The leadership of President Viktor Yanukovich says the deal saddled Ukraine with the economic millstone of an exorbitant price for gas. She rejects the charges.

The United States and the European Union support the view of the opposition that her trial and similar action against her allies, including former interior minister Yuri Lutsenko, are "selective justice" and politically motivated.

Wilson said Tymoshenko had lain flat during the hour the group was with her, and had said she could not sit without painkillers.

"This is a real issue. It is not fabricated. She could not sit while we were there. She lay down for the whole time. She was strong in spirit but frail in body," he told Reuters by telephone.
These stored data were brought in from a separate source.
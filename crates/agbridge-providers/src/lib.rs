// Error types
pub mod error;

// Storage access (local filesystem or container exec)
pub mod storage;

// Incremental line splitting for live backend output
pub mod line_buffer;

// Trait-based architecture (public API)
pub mod traits;

// Backend family implementations
pub mod claude;
pub mod codex;
pub mod opencode;

// Provider registry
pub mod registry;

// Traits
pub use traits::{RawSessionRef, SessionProvider, StreamParser, Transcript};

// Storage
pub use storage::{
    ContainerExec, ContainerStorage, DockerExec, ExecOutput, LocalStorage, SearchPattern, Storage,
    StorageEntry,
};

pub use line_buffer::LineBuffer;

// Providers and parsers
pub use claude::{ClaudeProvider, ClaudeStreamParser};
pub use codex::CodexProvider;
pub use opencode::{OpenCodeProvider, OpenCodeStreamParser};

// Registry
pub use registry::{
    create_provider, create_stream_parser, default_storage_root, get_all_providers,
    get_provider_metadata, ProviderMetadata,
};

// Error types
pub use error::{Error, Result};
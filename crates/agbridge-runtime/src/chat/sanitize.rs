use regex::Regex;
use std::sync::LazyLock;

const FALLBACK: &str = "Backend exited unexpectedly.";

// Stack frames from JS, Python and Rust panics
static TRACE_LINE: LazyLock<Option<Regex>> = LazyLock::new(|| {
    Regex::new(r#"^\s*(at\s.+|File\s+".*|Traceback\b.*|\d+:\s+0x[0-9a-f]+.*|stack backtrace:.*)$"#).ok()
});

static TYPE_PREFIX: LazyLock<Option<Regex>> = LazyLock::new(|| {
    Regex::new(r"^(?:\s*(?:\[error\]|anyhow::Error:|[A-Za-z]*Error:|error:))+\s*").ok()
});

static WHITESPACE: LazyLock<Option<Regex>> = LazyLock::new(|| Regex::new(r"\s+").ok());

/// Turn raw backend stderr into one readable sentence.
///
/// ```
/// use agbridge_runtime::sanitize_error;
///
/// let raw = "TypeError: cannot read config\n    at main (cli.js:10:3)";
/// assert_eq!(sanitize_error(raw), "Cannot read config.");
/// ```
pub fn sanitize_error(raw: &str) -> String {
    let kept: Vec<&str> = raw
        .lines()
        .filter(|line| !line.trim().is_empty())
        .filter(|line| !TRACE_LINE.as_ref().is_some_and(|re| re.is_match(line)))
        .collect();
    let joined = kept.join(" ");

    let without_prefix = match TYPE_PREFIX.as_ref() {
        Some(re) => re.replace(&joined, "").into_owned(),
        None => joined,
    };
    let collapsed = match WHITESPACE.as_ref() {
        Some(re) => re.replace_all(without_prefix.trim(), " ").into_owned(),
        None => without_prefix.trim().to_string(),
    };

    let mut chars = collapsed.chars();
    let Some(first) = chars.next() else {
        return FALLBACK.to_string();
    };
    let mut message: String = first.to_uppercase().chain(chars).collect();
    if !message.ends_with(['.', '!', '?']) {
        message.push('.');
    }
    message
}

#[cfg(test)]
mod tests {
    use super::*;

    #[test]
    fn test_strips_js_stack() {
        let raw = "Error: Invalid API key\n    at Object.run (/usr/lib/node_modules/x/cli.js:1:2)\n    at process.processTicksAndRejections (node:internal)\n";
        assert_eq!(sanitize_error(raw), "Invalid API key.");
    }

    #[test]
    fn test_strips_python_traceback() {
        let raw = "Traceback (most recent call last):\n  File \"main.py\", line 3, in <module>\nValueError: model not found";
        assert_eq!(sanitize_error(raw), "Model not found.");
    }

    #[test]
    fn test_prefixes_and_whitespace() {
        assert_eq!(sanitize_error("[error]   rate   limited"), "Rate limited.");
        assert_eq!(sanitize_error("error: no such session!"), "No such session!");
        assert_eq!(sanitize_error("anyhow::Error: boom"), "Boom.");
    }

    #[test]
    fn test_empty_falls_back() {
        assert_eq!(sanitize_error(""), FALLBACK);
        assert_eq!(sanitize_error("   \n  at foo (bar.js:1:1)\n"), FALLBACK);
    }
}
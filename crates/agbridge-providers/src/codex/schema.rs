use serde::Deserialize;
use serde_json::Value;

/// One line of a `rollout-*.jsonl` file.
#[derive(Debug, Deserialize, Clone)]
#[serde(tag = "type")]
#[serde(rename_all = "snake_case")]
pub(crate) enum RolloutRecord {
    SessionMeta(SessionMetaRecord),
    ResponseItem(ResponseItemRecord),
    // event_msg repeats response items for the TUI; turn_context is config
    #[serde(other)]
    Unknown,
}

#[derive(Debug, Deserialize, Clone)]
pub(crate) struct SessionMetaRecord {
    pub payload: SessionMetaPayload,
}

#[derive(Debug, Deserialize, Clone)]
pub(crate) struct SessionMetaPayload {
    pub id: String,
    #[serde(default)]
    pub cwd: Option<String>,
}

#[derive(Debug, Deserialize, Clone)]
pub(crate) struct ResponseItemRecord {
    #[serde(default)]
    pub timestamp: Option<String>,
    pub payload: ResponseItem,
}

#[derive(Debug, Deserialize, Clone)]
#[serde(tag = "type")]
#[serde(rename_all = "snake_case")]
pub(crate) enum ResponseItem {
    Message {
        role: String,
        #[serde(default)]
        content: Vec<MessageContent>,
    },
    FunctionCall {
        name: String,
        #[serde(default)]
        arguments: String,
        call_id: String,
    },
    FunctionCallOutput {
        call_id: String,
        #[serde(default)]
        output: Value,
    },
    CustomToolCall {
        name: String,
        #[serde(default)]
        input: String,
        call_id: String,
    },
    CustomToolCallOutput {
        call_id: String,
        #[serde(default)]
        output: Value,
    },
    #[serde(other)]
    Unknown,
}

#[derive(Debug, Deserialize, Clone)]
#[serde(tag = "type")]
#[serde(rename_all = "snake_case")]
pub(crate) enum MessageContent {
    InputText {
        text: String,
    },
    OutputText {
        text: String,
    },
    #[serde(other)]
    Unknown,
}
use crate::config::ChatConfig;
use crate::monitor::MonitorConfig;
use crate::process::Invocation;
use crate::{Error, Result};
use agbridge_providers::{ClaudeStreamParser, OpenCodeStreamParser, StreamParser};
use agbridge_types::AgentType;
use std::path::PathBuf;
use std::sync::Arc;

/// How to run one turn against a live-chat backend family.
pub trait ChatBackend: Send + Sync {
    fn agent_type(&self) -> AgentType;

    /// Command line for one turn, resuming `session_id` when given.
    fn build_invocation(
        &self,
        text: &str,
        session_id: Option<&str>,
        model: Option<&str>,
    ) -> Invocation;

    /// Fresh parser for one turn's output.
    fn new_parser(&self) -> Box<dyn StreamParser>;

    fn monitor_config(&self) -> MonitorConfig;
}

/// `claude -p --output-format stream-json`
#[derive(Debug, Clone)]
pub struct ClaudeChatBackend {
    config: ChatConfig,
    cwd: Option<PathBuf>,
}

impl ClaudeChatBackend {
    pub fn new(config: ChatConfig, cwd: Option<PathBuf>) -> Self {
        Self { config, cwd }
    }
}

impl ChatBackend for ClaudeChatBackend {
    fn agent_type(&self) -> AgentType {
        AgentType::CliTranscript
    }

    fn build_invocation(
        &self,
        text: &str,
        session_id: Option<&str>,
        model: Option<&str>,
    ) -> Invocation {
        let mut argv: Vec<String> = [
            self.config.binary.as_str(),
            "-p",
            "--output-format",
            "stream-json",
            "--verbose",
            "--include-partial-messages",
        ]
        .iter()
        .map(|s| s.to_string())
        .collect();
        if let Some(id) = session_id {
            argv.extend(["--resume".to_string(), id.to_string()]);
        }
        if let Some(model) = model {
            argv.extend(["--model".to_string(), model.to_string()]);
        }
        argv.extend(self.config.extra_args.iter().cloned());
        argv.extend(["--".to_string(), text.to_string()]);

        Invocation {
            argv,
            cwd: self.cwd.clone(),
            env: Vec::new(),
        }
    }

    fn new_parser(&self) -> Box<dyn StreamParser> {
        Box::new(ClaudeStreamParser::new())
    }

    fn monitor_config(&self) -> MonitorConfig {
        self.config.monitor_config()
    }
}

/// `opencode run --format json`
#[derive(Debug, Clone)]
pub struct OpenCodeChatBackend {
    config: ChatConfig,
    cwd: Option<PathBuf>,
}

impl OpenCodeChatBackend {
    pub fn new(config: ChatConfig, cwd: Option<PathBuf>) -> Self {
        Self { config, cwd }
    }
}

impl ChatBackend for OpenCodeChatBackend {
    fn agent_type(&self) -> AgentType {
        AgentType::PartStore
    }

    fn build_invocation(
        &self,
        text: &str,
        session_id: Option<&str>,
        model: Option<&str>,
    ) -> Invocation {
        let mut argv = vec![
            self.config.binary.clone(),
            "run".to_string(),
            "--format".to_string(),
            "json".to_string(),
        ];
        if let Some(id) = session_id {
            argv.extend(["--session".to_string(), id.to_string()]);
        }
        if let Some(model) = model {
            argv.extend(["--model".to_string(), model.to_string()]);
        }
        argv.extend(self.config.extra_args.iter().cloned());
        argv.extend(["--".to_string(), text.to_string()]);

        Invocation {
            argv,
            cwd: self.cwd.clone(),
            env: Vec::new(),
        }
    }

    fn new_parser(&self) -> Box<dyn StreamParser> {
        Box::new(OpenCodeStreamParser::new())
    }

    fn monitor_config(&self) -> MonitorConfig {
        self.config.monitor_config()
    }
}

pub fn create_chat_backend(
    agent_type: AgentType,
    config: ChatConfig,
    cwd: Option<PathBuf>,
) -> Result<Arc<dyn ChatBackend>> {
    match agent_type {
        AgentType::CliTranscript => Ok(Arc::new(ClaudeChatBackend::new(config, cwd))),
        AgentType::PartStore => Ok(Arc::new(OpenCodeChatBackend::new(config, cwd))),
        AgentType::RolloutLog => Err(Error::PreconditionFailed(format!(
            "{} sessions are read-only; live chat is not supported",
            agent_type
        ))),
    }
}
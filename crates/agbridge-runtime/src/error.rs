use std::fmt;

/// Result type for agbridge-runtime operations
pub type Result<T> = std::result::Result<T, Error>;

/// Error types that can occur in the runtime layer
#[derive(Debug)]
pub enum Error {
    /// Session or workspace absent
    NotFound(String),

    /// Caller must fix state first (backend not available, empty name, ...)
    PreconditionFailed(String),

    /// A turn is already in flight on this chat session
    Busy,

    /// Backend produced no output at all
    NoResponse(String),

    /// Backend crashed or returned a malformed response (already sanitized)
    BackendFailure(String),

    /// Session monitor gave up on the backend
    Timeout(String),

    /// Configuration error
    Config(String),

    /// IO operation failed
    Io(std::io::Error),

    /// Provider layer error
    Provider(agbridge_providers::Error),
}

impl fmt::Display for Error {
    fn fmt(&self, f: &mut fmt::Formatter<'_>) -> fmt::Result {
        match self {
            Error::NotFound(msg) => write!(f, "Not found: {}", msg),
            Error::PreconditionFailed(msg) => write!(f, "Precondition failed: {}", msg),
            Error::Busy => write!(f, "A message is already being processed"),
            Error::NoResponse(msg) => write!(f, "No response: {}", msg),
            Error::BackendFailure(msg) => write!(f, "Backend failure: {}", msg),
            Error::Timeout(msg) => write!(f, "Timeout: {}", msg),
            Error::Config(msg) => write!(f, "Configuration error: {}", msg),
            Error::Io(err) => write!(f, "IO error: {}", err),
            Error::Provider(err) => write!(f, "Provider error: {}", err),
        }
    }
}

impl std::error::Error for Error {
    fn source(&self) -> Option<&(dyn std::error::Error + 'static)> {
        match self {
            Error::Io(err) => Some(err),
            Error::Provider(err) => Some(err),
            _ => None,
        }
    }
}

impl From<agbridge_providers::Error> for Error {
    fn from(err: agbridge_providers::Error) -> Self {
        Error::Provider(err)
    }
}

impl From<agbridge_core::Error> for Error {
    fn from(err: agbridge_core::Error) -> Self {
        match err {
            agbridge_core::Error::Io(err) => Error::Io(err),
            agbridge_core::Error::Config(msg) => Error::Config(msg),
        }
    }
}

impl From<std::io::Error> for Error {
    fn from(err: std::io::Error) -> Self {
        Error::Io(err)
    }
}

impl From<serde_json::Error> for Error {
    fn from(err: serde_json::Error) -> Self {
        Error::Config(err.to_string())
    }
}

impl From<toml::de::Error> for Error {
    fn from(err: toml::de::Error) -> Self {
        Error::Config(err.to_string())
    }
}

impl From<toml::ser::Error> for Error {
    fn from(err: toml::ser::Error) -> Self {
        Error::Config(err.to_string())
    }
}
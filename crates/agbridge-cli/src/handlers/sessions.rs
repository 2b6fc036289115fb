use crate::args::OutputFormat;
use crate::handlers::print_json;
use agbridge_providers::SearchPattern;
use agbridge_runtime::SessionFacade;
use agbridge_types::{AgentType, MessageKind, SessionMessage, SessionSummary, truncate};
use anyhow::Result;

const TOOL_OUTPUT_WIDTH: usize = 400;

fn label(summary: &SessionSummary) -> &str {
    summary
        .name
        .as_deref()
        .or(summary.first_prompt_preview.as_deref())
        .unwrap_or("")
}

pub fn list(
    facade: &SessionFacade,
    agent: Option<AgentType>,
    limit: usize,
    offset: usize,
    format: OutputFormat,
) -> Result<()> {
    let page = facade.list(agent, limit, offset)?;

    if format == OutputFormat::Json {
        return print_json(&page);
    }

    if page.sessions.is_empty() {
        println!("No sessions found.");
        return Ok(());
    }
    for s in &page.sessions {
        println!(
            "{:<38} {:<15} {}  {:>5}  {}",
            s.id,
            s.agent_type,
            s.last_activity.format("%Y-%m-%d %H:%M"),
            s.message_count,
            truncate(label(s), 80)
        );
    }
    if page.total > offset + page.sessions.len() {
        println!(
            "({} of {} shown; use --offset for more)",
            page.sessions.len(),
            page.total
        );
    }
    Ok(())
}

fn render_message(msg: &SessionMessage) -> String {
    let content = msg.content.as_deref().unwrap_or("");
    let id = msg.tool_id.as_deref().unwrap_or("?");
    match msg.kind {
        MessageKind::User => format!("> {}", content),
        MessageKind::Assistant => content.to_string(),
        MessageKind::System => format!("[system] {}", content),
        MessageKind::ToolUse => format!(
            "[tool {} #{}] {}",
            msg.tool_name.as_deref().unwrap_or("?"),
            id,
            truncate(
                msg.content.as_deref().or(msg.tool_input.as_deref()).unwrap_or(""),
                TOOL_OUTPUT_WIDTH
            )
        ),
        MessageKind::ToolResult => {
            format!("[result #{}] {}", id, truncate(content, TOOL_OUTPUT_WIDTH))
        }
        MessageKind::Error => format!("[error] {}", content),
        MessageKind::Done => "[done]".to_string(),
    }
}

pub fn show(
    facade: &SessionFacade,
    id: &str,
    agent: Option<AgentType>,
    format: OutputFormat,
) -> Result<()> {
    let detail = facade.get(id, agent)?;
    facade.touch_recent(&detail.id, detail.agent_type)?;

    if format == OutputFormat::Json {
        return print_json(&detail);
    }

    println!("{} ({})\n", detail.id, detail.agent_type);
    for msg in &detail.messages {
        println!("{}\n", render_message(msg));
    }
    Ok(())
}

pub fn search(
    facade: &SessionFacade,
    query: &str,
    agent: Option<AgentType>,
    regex: bool,
    ignore_case: bool,
    format: OutputFormat,
) -> Result<()> {
    let pattern = SearchPattern::build(query, !regex, ignore_case)?;
    let hits = facade.search(&pattern, agent)?;

    if format == OutputFormat::Json {
        return print_json(&hits);
    }

    if hits.is_empty() {
        println!("No matches.");
        return Ok(());
    }
    for hit in &hits {
        println!("{:<38} {:<15} {:>5}", hit.id, hit.agent_type, hit.match_count);
    }
    Ok(())
}

pub fn rename(facade: &SessionFacade, id: &str, name: &str) -> Result<()> {
    facade.rename(id, name)?;
    println!("Renamed {}", id);
    Ok(())
}

pub fn clear_name(facade: &SessionFacade, id: &str) -> Result<()> {
    facade.clear_name(id)?;
    println!("Cleared name of {}", id);
    Ok(())
}

pub fn delete(
    facade: &SessionFacade,
    id: &str,
    agent: Option<AgentType>,
    format: OutputFormat,
) -> Result<()> {
    let outcome = facade.delete(id, agent)?;

    if format == OutputFormat::Json {
        return print_json(&outcome);
    }

    match (outcome.success, outcome.error) {
        (true, _) => println!("Deleted {}", id),
        (false, Some(err)) => anyhow::bail!(err),
        (false, None) => anyhow::bail!("Failed to delete {}", id),
    }
    Ok(())
}

pub fn recent(facade: &SessionFacade, format: OutputFormat) -> Result<()> {
    let entries = facade.recent()?;

    if format == OutputFormat::Json {
        return print_json(&entries);
    }

    if entries.is_empty() {
        println!("No recent sessions.");
        return Ok(());
    }
    for entry in &entries {
        println!(
            "{:<38} {:<15} {}",
            entry.id,
            entry.agent_type,
            entry.opened_at.format("%Y-%m-%d %H:%M")
        );
    }
    Ok(())
}

#[cfg(test)]
mod tests {
    use super::*;

    #[test]
    fn test_render_tool_messages() {
        let call = SessionMessage::tool_use("Bash", "t1", Some("{\"command\":\"ls\"}".to_string()));
        assert_eq!(render_message(&call), "[tool Bash #t1] {\"command\":\"ls\"}");

        let mut titled = call.clone();
        titled.content = Some("List files".to_string());
        assert_eq!(render_message(&titled), "[tool Bash #t1] List files");

        let result = SessionMessage::tool_result("t1", None);
        assert_eq!(render_message(&result), "[result #t1] ");
    }

    #[test]
    fn test_render_user_prompt() {
        assert_eq!(render_message(&SessionMessage::user("hi")), "> hi");
    }
}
Wilson, who has met Tymoshenko several times before, said she looked pale. Her voice was "subdued but firm".

Tymoshenko’s rhetoric brought tens of thousands of people out onto streets of the Ukrainian capital in 2004 during the Orange Revolution street protests.

Those protests doomed Yanukovich’s first bid for the presidency. Yanukovich beat Tymoshenko narrowly for the presidency in February 2010 and she has accused him of being behind her trial.

Yanukovich, who met the leader of the Freedom House delegation on Wednesday, has declined to interfere in the court’s verdict.